The glaringly obvious point here is that people will use drugs wether they are illegal or not, criminalising and punishing people for using DOESN'T WORK. Putting programmes and systems in place to help drug users is the only way to make a real difference.
Although I don't personally need medical treatment anymore, it's not long ago that I did, and I feel strongly about the UK's and the rest of the western world's outdated and useless drug policies. The 'war on drugs' hasn't, and never will, work.
I'm hopeful that things will change though, there is a small but rapidly emerging worldwide movement towards the decriminalisation of drugs.
UK drug policy does allow for the off label prescription of injectable opiates for addiction.
A home office licence is required to prescribe diamorphine though and there are only around 90 doctors that hold one.
No licence is required to prescribe methadone amps though.
I feel my mate is a good candidate for injectable prescribing, after reading the NTA and NICE guidelines she fits the criteria. The only other things in the way are practical things like being able to demonstrate good injection technique and having good venous access. It's also necessary to monitor people closely who start this treatment. Especially during induction. It may not be logistically possible to prescribe at your local unit and this will have an impact on their decisions to provide injectables.
Essentially though, the final decison rests with the prescribing doctor. it literally is as simple as the personal prejudice, preference, experience and maybe even the whim, of the consultant.
If you can demonstrate that you fulfil the criteria and you can show a good case for a realistic reduction in harm and improvement in illicit drug use, then there is really nothing stopping you pursuing it.

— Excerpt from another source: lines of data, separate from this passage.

//! Province-level commands backed by the in-memory SQLite store.

use std::io::Write;
use std::path::Path;

use census_core::Dataset;
use census_db::models::{ProvinceInfo, ProvinceSummary};
use census_db::Database;
use log::info;

use crate::{load_dataset, open_output};

fn load_database(dataset: &Dataset) -> anyhow::Result<Database> {
    let db = Database::new()?;
    db.load_districts(dataset.records())?;
    Ok(db)
}

/// Province list with district counts.
pub fn province_list(dataset: &Dataset) -> anyhow::Result<Vec<ProvinceInfo>> {
    load_database(dataset)?.query_provinces()
}

/// Per-province aggregates.
pub fn province_summaries(dataset: &Dataset) -> anyhow::Result<Vec<ProvinceSummary>> {
    load_database(dataset)?.query_province_summaries()
}

/// Write summaries as CSV with a header row. Undefined ratios are blank.
pub fn write_summaries<W: Write>(writer: W, summaries: &[ProvinceSummary]) -> anyhow::Result<()> {
    let mut wtr = csv::Writer::from_writer(writer);
    for summary in summaries {
        wtr.serialize(summary)?;
    }
    wtr.flush()?;
    Ok(())
}

/// Run the `provinces` command.
pub fn run_provinces(data: &Path) -> anyhow::Result<()> {
    let dataset = load_dataset(data)?;
    let provinces = province_list(&dataset)?;
    let mut out = open_output(None)?;
    for p in &provinces {
        writeln!(out, "{}\t{}", p.province, p.districts)?;
    }
    out.flush()?;
    info!("[census] provinces: listed {} provinces", provinces.len());
    Ok(())
}

/// Run the `summary` command.
pub fn run_summary(data: &Path, output: Option<&Path>) -> anyhow::Result<()> {
    let dataset = load_dataset(data)?;
    let summaries = province_summaries(&dataset)?;
    write_summaries(open_output(output)?, &summaries)?;
    info!("[census] summary: wrote {} provinces", summaries.len());
    Ok(())
}

#[cfg(test)]
mod tests {
    use super::*;

    #[test]
    fn province_list_matches_dataset_order() {
        let dataset = Dataset::sample().unwrap();
        let provinces = province_list(&dataset).unwrap();
        let names: Vec<&str> = provinces.iter().map(|p| p.province.as_str()).collect();
        assert_eq!(names, dataset.provinces());
    }

    #[test]
    fn summaries_csv_has_header_and_rows() {
        let dataset = Dataset::sample().unwrap();
        let summaries = province_summaries(&dataset).unwrap();
        let mut buf = Vec::new();
        write_summaries(&mut buf, &summaries).unwrap();
        let text = String::from_utf8(buf).unwrap();
        let mut lines = text.lines();
        assert_eq!(
            lines.next().unwrap(),
            "province,districts,population_2023,population_1998,growth_pct,total_schools,people_per_school"
        );
        assert_eq!(lines.count(), 5);
        assert!(text.contains("\nPunjab,3,28198865,15112203,"));
    }

    #[test]
    fn summaries_csv_leaves_undefined_ratios_blank() {
        let csv_data = "province,district,population_2023,population 1998,male,female,total_schools,density\n\
P,New,1000,0,500,500,0,12.5\n";
        let dataset = Dataset::from_csv_str(csv_data).unwrap();
        let mut buf = Vec::new();
        write_summaries(&mut buf, &province_summaries(&dataset).unwrap()).unwrap();
        let text = String::from_utf8(buf).unwrap();
        assert!(text.ends_with("P,1,1000,0,,0,\n"));
    }
}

Cost is another major factor, we all know oral methadone is cheap as chips. As low as 20p per dose.
Currently there are around 5000 addicts receiving injectable methadone and around 450 diamorphine. Most of these people have been on it long term and were often inherited patients to the new doctor. Injectable scripts account for 80% of the total cost for methadone prescriptions.
Maybe some of you will think that I'm wrong. And that addicts shouldn't be given injectables. Maybe you're right. I just feel we should be given the option, if it works then all the better.
As I keep saying, addiction is a complex, difficult issue, it is not a 'one size fits all' problem and treatment should be tailored to the client. Utilising all the treatment options, including medications.
Trial results show a large amount of people either coming off opiates altogether or achieving a significant reduction of illicit drug use. That can't be a bad thing no?
If people aren't needing to commit crimes to get their drugs anymore doesn't society in general benefit?